Analytical and Numerical Solutions of Pollution Concentration with Uniformly and Exponentially Increasing Forms of Sources

Abstract

The study of pollution movement is an important basis for solving water quality problems, which is of vital importance in almost every country. This research proposes the motion of flowing pollution by using a mathematical model in one-dimensional advection-dispersion equation which includes terms of decay and enlargement process. We are assuming an added pollutant sources along the river in two cases: uniformly and exponentially increasing terms. The unsteady state analytical solutions are obtained by using the Laplace transformation, and the finite difference technique is utilized for numerical solutions.
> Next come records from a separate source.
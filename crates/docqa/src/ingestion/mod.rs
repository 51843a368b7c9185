//! Document ingestion: text extraction, chunking and indexing

mod chunker;
mod pipeline;
mod reader;

pub use chunker::{TextChunker, WordChunks};
pub use pipeline::{IngestPipeline, IngestStage};
pub use reader::{DocumentFormat, DocumentReader};
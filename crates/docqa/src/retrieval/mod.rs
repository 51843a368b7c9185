//! Similarity index, index manager and the question answering pipeline

pub mod index;
pub mod manager;
pub mod pipeline;

pub use index::{inner_product, VectorIndex};
pub use manager::{IndexManager, IndexState, SourceSummary};
pub use pipeline::RetrievalPipeline;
Solutions are compared by relative error values. The result appears acceptable between the analytical and numerical solutions. Varying the value of the rate of pollutant addition along the river $\left(q\right)$ and the arbitrary constant of exponential pollution source term $\mathrm{(\lambda )}$ is displayed to explain the behavior of the incremental concentration. It is shown that the concentration increases as $q$ and $\lambda$ increase, and the exponentially increasing pollution source is a suitable model for the behavior of incremental pollution along the river. The results are presented and discussed graphically. This work can be applied to other physical situations described by advection-dispersion phenomena which are affected by the increase of those source concentrations.